2. Accessibility (A11Y): Designing for Inclusive Use
Accessibility means ensuring people with disabilities—including visual, auditory, cognitive, and motor impairments—can perceive, understand, navigate, and interact with your documentation. This is often mandated by law (like the WCAG standards) and is always a matter of good practice.
A. Visual Accessibility
This primarily helps users who rely on screen readers or have low vision.
- Semantic HTML and Headings: Always use proper Markdown headings (
#,##,###). Screen readers use these to create a navigable outline. Never skip heading levels (e.g., going directly from an##to an####). - Alt Text for Images: Every instructional image, diagram, or chart must have descriptive "alternative text." Screen readers read this text aloud, providing context for non-sighted users.
- Bad:
![Diagram] - Good:
![Diagram showing the Authentication Flow: User sends credentials to the server, server returns an OAuth token, which the user then includes in all API requests.]
- Bad:
- Color Contrast: Ensure a high color contrast ratio between text and the background (e.g., dark text on a light background). Avoid using color alone to convey meaning (e.g., "The red text indicates an error").
B. Navigation and Input Accessibility
This addresses users who cannot use a mouse.
- Keyboard Navigation: All interactive elements (search bars, navigation menus, code tabs) must be accessible using only the keyboard's Tab key. The focus indicator (a visible outline around the element) must be clear.
- Descriptive Links: Links should clearly indicate their destination, even when read out of context.

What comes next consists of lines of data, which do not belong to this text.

#[cfg(test)]
mod tests {
    use std::sync::atomic::{AtomicUsize, Ordering};

    use chrono::TimeZone;
    use stockroom_test_support::ManualClock;
    use tokio::sync::oneshot;

    use super::*;

    #[derive(Default)]
    struct RecordingObserver {
        transitions: Mutex<Vec<Transition>>,
    }

    impl StateObserver for RecordingObserver {
        fn on_state_change(&self, _name: &str, from: BreakerState, to: BreakerState) {
            self.transitions.lock().unwrap().push((from, to));
        }
    }

    fn clock() -> Arc<ManualClock> {
        Arc::new(ManualClock::new(
            Utc.with_ymd_and_hms(2026, 1, 15, 10, 0, 0).unwrap(),
        ))
    }

    fn breaker(clock: &Arc<ManualClock>) -> CircuitBreaker {
        CircuitBreaker::new(BreakerSettings::default(), clock.clone())
    }

    async fn fail(breaker: &CircuitBreaker) {
        let _ = breaker.call(|| async { Err::<(), _>("db down") }).await;
    }

    async fn succeed(breaker: &CircuitBreaker) {
        let _ = breaker.call(|| async { Ok::<_, &str>(()) }).await;
    }

    #[tokio::test]
    async fn test_closed_breaker_passes_results_through() {
        // Arrange
        let clock = clock();
        let breaker = breaker(&clock);

        // Act
        let ok = breaker.call(|| async { Ok::<_, &str>(7) }).await;
        let err = breaker.call(|| async { Err::<i32, _>("boom") }).await;

        // Assert
        assert_eq!(ok.unwrap(), 7);
        assert!(matches!(err, Err(BreakerError::Inner("boom"))));
        assert_eq!(breaker.state(), BreakerState::Closed);
        assert_eq!(breaker.counts().requests, 2);
    }

    #[tokio::test]
    async fn test_three_failures_trip_and_short_circuit_next_call() {
        // Arrange
        let clock = clock();
        let breaker = breaker(&clock);
        for _ in 0..3 {
            fail(&breaker).await;
        }
        let invoked = AtomicUsize::new(0);

        // Act
        let result = breaker
            .call(|| async {
                invoked.fetch_add(1, Ordering::SeqCst);
                Ok::<_, &str>(())
            })
            .await;

        // Assert
        assert_eq!(breaker.state(), BreakerState::Open);
        assert!(matches!(result, Err(BreakerError::Open)));
        assert_eq!(invoked.load(Ordering::SeqCst), 0);
    }

    #[tokio::test]
    async fn test_does_not_trip_below_failure_ratio() {
        // Arrange
        let clock = clock();
        let breaker = breaker(&clock);

        // Act: 2 failures out of 4 calls, then 3 of 6 (ratio 0.5).
        succeed(&breaker).await;
        fail(&breaker).await;
        succeed(&breaker).await;
        fail(&breaker).await;
        succeed(&breaker).await;
        fail(&breaker).await;

        // Assert
        assert_eq!(breaker.state(), BreakerState::Closed);
        assert_eq!(breaker.counts().total_failures, 3);
    }

    #[tokio::test]
    async fn test_trips_at_exact_ratio_threshold() {
        // Arrange
        let clock = clock();
        let breaker = breaker(&clock);

        // Act: 3 failures out of 5 calls is a ratio of 0.6.
        succeed(&breaker).await;
        succeed(&breaker).await;
        fail(&breaker).await;
        fail(&breaker).await;
        fail(&breaker).await;

        // Assert
        assert_eq!(breaker.state(), BreakerState::Open);
    }

    #[tokio::test]
    async fn test_counts_reset_when_interval_elapses() {
        // Arrange
        let clock = clock();
        let breaker = breaker(&clock);
        fail(&breaker).await;
        fail(&breaker).await;

        // Act
        clock.advance(Duration::from_secs(61));
        fail(&breaker).await;

        // Assert
        assert_eq!(breaker.state(), BreakerState::Closed);
        assert_eq!(breaker.counts().total_failures, 1);
    }

    #[tokio::test]
    async fn test_open_breaker_half_opens_after_timeout_and_closes_on_success() {
        // Arrange
        let clock = clock();
        let observer = Arc::new(RecordingObserver::default());
        let breaker = breaker(&clock).with_observer(observer.clone());
        for _ in 0..3 {
            fail(&breaker).await;
        }

        // Act
        clock.advance(Duration::from_secs(29));
        let still_open = breaker.state();
        clock.advance(Duration::from_secs(1));
        let after_cool_down = breaker.state();
        let trial = breaker.call(|| async { Ok::<_, &str>("fresh") }).await;

        // Assert
        assert_eq!(still_open, BreakerState::Open);
        assert_eq!(after_cool_down, BreakerState::HalfOpen);
        assert_eq!(trial.unwrap(), "fresh");
        assert_eq!(breaker.state(), BreakerState::Closed);
        assert_eq!(
            *observer.transitions.lock().unwrap(),
            vec![
                (BreakerState::Closed, BreakerState::Open),
                (BreakerState::Open, BreakerState::HalfOpen),
                (BreakerState::HalfOpen, BreakerState::Closed),
            ]
        );
    }

    #[tokio::test]
    async fn test_failed_trial_reopens_breaker() {
        // Arrange
        let clock = clock();
        let breaker = breaker(&clock);
        for _ in 0..3 {
            fail(&breaker).await;
        }
        clock.advance(Duration::from_secs(30));

        // Act
        fail(&breaker).await;

        // Assert
        assert_eq!(breaker.state(), BreakerState::Open);
    }

    #[tokio::test]
    async fn test_half_open_admits_exactly_one_trial_at_a_time() {
        // Arrange
        let clock = clock();
        let breaker = Arc::new(breaker(&clock));
        for _ in 0..3 {
            fail(&breaker).await;
        }
        clock.advance(Duration::from_secs(30));
        let (started_tx, started_rx) = oneshot::channel::<()>();
        let (release_tx, release_rx) = oneshot::channel::<()>();
        let trial_breaker = breaker.clone();
        let trial = tokio::spawn(async move {
            trial_breaker
                .call(|| async move {
                    started_tx.send(()).unwrap();
                    release_rx.await.unwrap();
                    Ok::<_, &str>("trial")
                })
                .await
        });
        started_rx.await.unwrap();
        let invoked = AtomicUsize::new(0);

        // Act
        let second = breaker
            .call(|| async {
                invoked.fetch_add(1, Ordering::SeqCst);
                Ok::<_, &str>("second")
            })
            .await;
        release_tx.send(()).unwrap();
        let trial = trial.await.unwrap();

        // Assert
        assert!(matches!(second, Err(BreakerError::TooManyRequests)));
        assert_eq!(invoked.load(Ordering::SeqCst), 0);
        assert_eq!(trial.unwrap(), "trial");
        assert_eq!(breaker.state(), BreakerState::Closed);
    }

    #[tokio::test]
    async fn test_dropped_trial_counts_as_failure() {
        // Arrange
        let clock = clock();
        let breaker = breaker(&clock);
        for _ in 0..3 {
            fail(&breaker).await;
        }
        clock.advance(Duration::from_secs(30));

        // Act: the trial never completes and its future is dropped.
        let outcome = tokio::time::timeout(
            Duration::from_millis(10),
            breaker.call(|| std::future::pending::<Result<(), &str>>()),
        )
        .await;

        // Assert
        assert!(outcome.is_err());
        assert_eq!(breaker.state(), BreakerState::Open);
    }

    #[tokio::test]
    async fn test_result_from_previous_generation_is_ignored() {
        // Arrange
        let clock = clock();
        let breaker = breaker(&clock);
        fail(&breaker).await;
        fail(&breaker).await;

        // Act: a call that began in the old window finishes after it ended.
        let late = breaker
            .call(|| async {
                clock.advance(Duration::from_secs(61));
                Err::<(), _>("late")
            })
            .await;

        // Assert
        assert!(late.is_err());
        assert_eq!(breaker.state(), BreakerState::Closed);
        assert_eq!(breaker.counts(), Counts::default());
    }
}
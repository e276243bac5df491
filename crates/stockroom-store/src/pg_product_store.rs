//! `PostgreSQL` implementation of the `ProductStore` trait.

use async_trait::async_trait;
use chrono::{DateTime, Utc};
use sqlx::{FromRow, PgPool, Postgres, QueryBuilder};

use stockroom_core::error::DomainError;
use stockroom_core::model::{
    NewProduct, Product, ProductFilter, Purchase, PurchaseOrder, Transaction,
};
use stockroom_core::store::ProductStore;

use crate::schema;

#[derive(Debug, FromRow)]
struct ProductRow {
    id: i64,
    name: String,
    price: i64,
    stock: i64,
}

impl From<ProductRow> for Product {
    fn from(row: ProductRow) -> Self {
        Self {
            id: row.id,
            name: row.name,
            price: row.price,
            stock: row.stock,
        }
    }
}

#[derive(Debug, FromRow)]
struct TransactionRow {
    id: i64,
    user_id: i64,
    product_id: i64,
    quantity: i64,
    total_price: i64,
    created_at: DateTime<Utc>,
}

impl From<TransactionRow> for Transaction {
    fn from(row: TransactionRow) -> Self {
        Self {
            id: row.id,
            user_id: row.user_id,
            product_id: row.product_id,
            quantity: row.quantity,
            total_price: row.total_price,
            created_at: row.created_at,
        }
    }
}

/// PostgreSQL-backed product store.
#[derive(Debug, Clone)]
pub struct PgProductStore {
    pool: PgPool,
}

impl PgProductStore {
    /// Creates a new `PgProductStore`.
    #[must_use]
    pub fn new(pool: PgPool) -> Self {
        Self { pool }
    }

    /// The underlying pool.
    #[must_use]
    pub fn pool(&self) -> &PgPool {
        &self.pool
    }
}

/// Connection-level failures are retryable; everything else is not.
fn map_sqlx_error(error: sqlx::Error) -> DomainError {
    match error {
        transient @ (sqlx::Error::Io(_)
        | sqlx::Error::Tls(_)
        | sqlx::Error::PoolTimedOut
        | sqlx::Error::PoolClosed
        | sqlx::Error::WorkerCrashed) => DomainError::Transient(transient.to_string()),
        other => DomainError::Persistence(other.to_string()),
    }
}

/// Escapes `LIKE` wildcards so the search term matches literally.
fn escape_like(term: &str) -> String {
    let mut escaped = String::with_capacity(term.len());
    for c in term.chars() {
        if matches!(c, '\\' | '%' | '_') {
            escaped.push('\\');
        }
        escaped.push(c);
    }
    escaped
}

fn list_query(filter: &ProductFilter) -> Result<QueryBuilder<'static, Postgres>, DomainError> {
    let offset = i64::try_from(filter.offset())
        .map_err(|_| DomainError::Validation("page is too large".into()))?;

    let mut query = QueryBuilder::new("SELECT ");
    query.push(schema::PRODUCT_COLUMNS).push(" FROM products");
    if !filter.search().is_empty() {
        query
            .push(" WHERE name ILIKE ")
            .push_bind(format!("%{}%", escape_like(filter.search())))
            .push(r" ESCAPE '\'");
    }
    query
        .push(" LIMIT ")
        .push_bind(i64::from(filter.limit()))
        .push(" OFFSET ")
        .push_bind(offset);
    Ok(query)
}

#[async_trait]
impl ProductStore for PgProductStore {
    async fn list(&self, filter: &ProductFilter) -> Result<Vec<Product>, DomainError> {
        let mut query = list_query(filter)?;
        let rows: Vec<ProductRow> = query
            .build_query_as()
            .fetch_all(&self.pool)
            .await
            .map_err(map_sqlx_error)?;
        Ok(rows.into_iter().map(Product::from).collect())
    }

    async fn find(&self, id: i64) -> Result<Option<Product>, DomainError> {
        let row: Option<ProductRow> = sqlx::query_as(schema::SELECT_PRODUCT_BY_ID)
            .bind(id)
            .fetch_optional(&self.pool)
            .await
            .map_err(map_sqlx_error)?;
        Ok(row.map(Product::from))
    }

    async fn insert(&self, product: &NewProduct) -> Result<Product, DomainError> {
        let id: i64 = sqlx::query_scalar(schema::INSERT_PRODUCT)
            .bind(&product.name)
            .bind(product.price)
            .bind(product.stock)
            .fetch_one(&self.pool)
            .await
            .map_err(map_sqlx_error)?;
        Ok(product.clone().with_id(id))
    }

    async fn update(&self, product: &Product) -> Result<bool, DomainError> {
        let result = sqlx::query(schema::UPDATE_PRODUCT)
            .bind(&product.name)
            .bind(product.price)
            .bind(product.stock)
            .bind(product.id)
            .execute(&self.pool)
            .await
            .map_err(map_sqlx_error)?;
        Ok(result.rows_affected() > 0)
    }

    async fn delete(&self, id: i64) -> Result<bool, DomainError> {
        let result = sqlx::query(schema::DELETE_PRODUCT)
            .bind(id)
            .execute(&self.pool)
            .await
            .map_err(map_sqlx_error)?;
        Ok(result.rows_affected() > 0)
    }

    async fn purchase(&self, order: &PurchaseOrder) -> Result<Purchase, DomainError> {
        // Returning early drops `tx`, which rolls back.
        let mut tx = self.pool.begin().await.map_err(map_sqlx_error)?;

        let row: Option<ProductRow> = sqlx::query_as(schema::DECREMENT_STOCK)
            .bind(order.quantity)
            .bind(order.product_id)
            .fetch_optional(&mut *tx)
            .await
            .map_err(map_sqlx_error)?;
        let Some(row) = row else {
            return Err(DomainError::InsufficientStockOrNotFound {
                product_id: order.product_id,
            });
        };

        let total_price = row
            .price
            .checked_mul(order.quantity)
            .ok_or_else(|| DomainError::Validation("total price overflows".into()))?;

        let transaction: TransactionRow = sqlx::query_as(schema::INSERT_TRANSACTION)
            .bind(order.user_id)
            .bind(order.product_id)
            .bind(order.quantity)
            .bind(total_price)
            .fetch_one(&mut *tx)
            .await
            .map_err(map_sqlx_error)?;

        tx.commit().await.map_err(map_sqlx_error)?;
        tracing::debug!(
            product_id = order.product_id,
            quantity = order.quantity,
            "purchase committed"
        );

        Ok(Purchase {
            transaction: transaction.into(),
            product: row.into(),
        })
    }
}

- Bad: "To learn more, click here."
- Good: "To learn more, read the Security Overview guide."
- Transcripts for Videos: If you embed video tutorials, always provide a full, accurate text transcript or closed captions for users who are deaf or hard of hearing.
By prioritizing global-ready content and adhering to WCAG standards, you move beyond simply writing words and embrace the role of a true Information Designer, creating documentation that is open and useful to everyone, everywhere.